The Free Software Foundation that Richard Stallman is the head of is precisely about this kind of freedom. It is not necesarily about sofrware being free (as in “free beer”), but more about freedom (as in your inherent rights as the owner of a computer, and as one who posesses software). You can sell the software you get through the GNU project, and you can also modify it any way you like. He has been present on many interviews on the Internet, and a search for his name brings up a number of videos of Stallman expounding his beliefs about his brand of “Free Software”.
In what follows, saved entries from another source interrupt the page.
//! The persisted cache record behind incremental recompilation
//!
//! One small binary file holds everything the incremental path needs:
//! the source-table hash, the used-glyph-set hash, and the packed UV
//! table from the last full bake. Layout, all little-endian:
//!
//! ```text
//! sourceHash:u32  glyphSetHash:u32  glyphCount:u32  [u0 v0 u1 v1]:f32 * glyphCount
//! ```
//!
//! A missing, truncated, or otherwise implausible file is a cold start,
//! never an error; the record is only trusted when every byte of it is
//! accounted for.

use std::fs;
use std::path::Path;

use log::debug;

use crate::error::Result;
use crate::types::UvRect;

/// Default cache file name inside the output directory.
pub const CACHE_FILE_NAME: &str = ".textmesh-cache";

const HEADER_LEN: usize = 12;
const UV_LEN: usize = 16;

#[derive(Debug, Clone, Default, PartialEq)]
pub struct CacheRecord {
    pub source_hash: u32,
    pub glyph_set_hash: u32,
    pub uvs: Vec<UvRect>,
}

impl CacheRecord {
    /// Read a record back, or `None` for any kind of cold start.
    pub fn load(path: &Path) -> Option<Self> {
        let bytes = match fs::read(path) {
            Ok(bytes) => bytes,
            Err(err) => {
                debug!("no usable cache at {}: {err}", path.display());
                return None;
            }
        };
        if bytes.len() < HEADER_LEN {
            debug!("cache file truncated ({} bytes); cold start", bytes.len());
            return None;
        }

        let source_hash = read_u32(&bytes, 0);
        let glyph_set_hash = read_u32(&bytes, 4);
        let count = read_u32(&bytes, 8) as usize;
        if bytes.len() != HEADER_LEN + count * UV_LEN {
            debug!("cache glyph count disagrees with file size; cold start");
            return None;
        }

        let mut uvs = Vec::with_capacity(count);
        for i in 0..count {
            let at = HEADER_LEN + i * UV_LEN;
            uvs.push(UvRect {
                u0: read_f32(&bytes, at),
                v0: read_f32(&bytes, at + 4),
                u1: read_f32(&bytes, at + 8),
                v1: read_f32(&bytes, at + 12),
            });
        }

        Some(Self {
            source_hash,
            glyph_set_hash,
            uvs,
        })
    }

    /// Persist the whole record, replacing whatever was there.
    pub fn store(&self, path: &Path) -> Result<()> {
        let mut bytes = Vec::with_capacity(HEADER_LEN + self.uvs.len() * UV_LEN);
        bytes.extend_from_slice(&self.source_hash.to_le_bytes());
        bytes.extend_from_slice(&self.glyph_set_hash.to_le_bytes());
        bytes.extend_from_slice(&(self.uvs.len() as u32).to_le_bytes());
        for uv in &self.uvs {
            bytes.extend_from_slice(&uv.u0.to_le_bytes());
            bytes.extend_from_slice(&uv.v0.to_le_bytes());
            bytes.extend_from_slice(&uv.u1.to_le_bytes());
            bytes.extend_from_slice(&uv.v1.to_le_bytes());
        }
        fs::write(path, bytes)?;
        Ok(())
    }
}

fn read_u32(bytes: &[u8], at: usize) -> u32 {
    let mut buf = [0u8; 4];
    buf.copy_from_slice(&bytes[at..at + 4]);
    u32::from_le_bytes(buf)
}

fn read_f32(bytes: &[u8], at: usize) -> f32 {
    f32::from_bits(read_u32(bytes, at))
}

#[cfg(test)]
mod tests {
    use super::*;

    fn temp_path(tag: &str) -> std::path::PathBuf {
        let nanos = std::time::SystemTime::now()
            .duration_since(std::time::UNIX_EPOCH)
            .unwrap()
            .as_nanos();
        std::env::temp_dir().join(format!("textmesh_cache_{tag}_{nanos}"))
    }

    fn sample() -> CacheRecord {
        CacheRecord {
            source_hash: 0xDEAD_BEEF,
            glyph_set_hash: 0x1234_5678,
            uvs: vec![
                UvRect { u0: 0.25, v0: 0.25, u1: 0.75, v1: 0.75 },
                UvRect { u0: 0.0, v0: 0.5, u1: 0.5, v1: 1.0 },
            ],
        }
    }

    #[test]
    fn round_trips_through_disk() {
        let path = temp_path("roundtrip");
        let record = sample();
        record.store(&path).unwrap();
        assert_eq!(CacheRecord::load(&path), Some(record));
        let _ = std::fs::remove_file(&path);
    }

    #[test]
    fn missing_file_is_cold_start() {
        assert_eq!(CacheRecord::load(&temp_path("missing")), None);
    }

    #[test]
    fn truncated_file_is_cold_start() {
        let path = temp_path("short");
        std::fs::write(&path, [1, 2, 3]).unwrap();
        assert_eq!(CacheRecord::load(&path), None);
        let _ = std::fs::remove_file(&path);
    }

    #[test]
    fn count_mismatch_is_cold_start() {
        let path = temp_path("mismatch");
        let record = sample();
        record.store(&path).unwrap();
        // Chop half a UV entry off the end.
        let bytes = std::fs::read(&path).unwrap();
        std::fs::write(&path, &bytes[..bytes.len() - 8]).unwrap();
        assert_eq!(CacheRecord::load(&path), None);
        let _ = std::fs::remove_file(&path);
    }

    #[test]
    fn layout_is_little_endian_and_fixed() {
        let path = temp_path("layout");
        let record = CacheRecord {
            source_hash: 1,
            glyph_set_hash: 2,
            uvs: vec![UvRect { u0: 1.0, v0: 0.0, u1: 0.0, v1: 0.0 }],
        };
        record.store(&path).unwrap();
        let bytes = std::fs::read(&path).unwrap();
        assert_eq!(bytes.len(), 12 + 16);
        assert_eq!(&bytes[0..4], &[1, 0, 0, 0]);
        assert_eq!(&bytes[4..8], &[2, 0, 0, 0]);
        assert_eq!(&bytes[8..12], &[1, 0, 0, 0]);
        assert_eq!(&bytes[12..16], &1.0f32.to_le_bytes());
        let _ = std::fs::remove_file(&path);
    }
}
The computer field is packed with those who differ from each other in minutae. It’s the computer field, after all, so the dominant gestalt is that it is all about minutae. But this became a serious enough problem that as of 2005 we needed to have to distinguish between the “Free Software movement” and the “Open Source movement”. Apprarently, very different. Different enough that Stallman stepped down as president of the Open Source Initiative and founded the Free Software Foundation, leving behind author and EMACS wizard Eric Raymond. Hmph.
The Open Source Movement began in 1998 with Netscape, which codenamed their source “Mozilla”. They still retain the name. By 1998, the GNU/Linux operating system had been 5 years old, and Linux kernel inventor Linus Torvalds had taken a neutral position on “open source” or “software freedom”. However, the source code for his kernel was, and still is, free for anyone to download, modify and compile. Indeed the true authors of the kernel consist of a cast of thousands, with Torvalds giving final approval. Open source focuses on a working model for software development, and for marketing. It did not advocate freedom enough for Stallman’s liking.
But what would happen if one completely invested themselves into the ideal of software freedom at this point? You would have to start by getting rid of your cell phone. That Android may be open-source, but it is full of malware from the manufacturer that tracks your every move. Same goes for iPhones. That tablet would, in most cases, would have to go, since the Adndroid or Apple-owned, Microsoft-owned, or Android OS that runs on it would also suffer from the same problem. You literally need to toss them or shelve them until GNU/Linux comes up with something that gives you your human rights back.
Your shiny new desktop PC, if it is running any commercial OS or software such as MS Windows, or Apple’s Snow Leopard, has to now run Linux, which as already said, may not have current enough drivers to take full advantage of the newest hardware. I speak from personal experience, as my tablet PC, made in 2009, has drivers for it, but pen, touchscreen, and the fingerprint scanner either misbehave or no driver yet exists for it in Linux even today.
If you really believed in Software Freedom, you would be dead against this thing which is has the Orwellian name “Digital Rights”. These are not your rights that are being protected, but the rights of, well, digits, essentially. If you buy your DVD movie in North America, and decide to pack the DVD in your suitcase to go on vacation in Europe, you will find you cannot view the DVD on a player sold in Europe. Digital rights also restrict your reasonable and fair viewing of digital media sucha as a DVD in many other ways, and it is thus seen as a handcuff placed on consumers. So, no DVDs for you. And along with that, many games which have no inherent need for an internet connection, but nevertheless cannot seem to run without one. Sony and Amazon are other companies you cannot do business with any longer.
After all that disabling, turfing, and Linux installing (on a slightly old PC, not your shiny new one), what are you left with? Still an impressive system, with software that gives you freedom, but probably not up to the standards of young people who want to impress their friends with their shiny new gadgets. To have shiny new gadgets, you have to trade away your freedom in various ways. While some have decided to do everthing I have mentioned and more to gain their freedom, it comes at a price. They have to do without tablets and cell phones. They can’t even have a Kindle to read e-books on the subway. They will have to subsist on reading a real book, I suppose.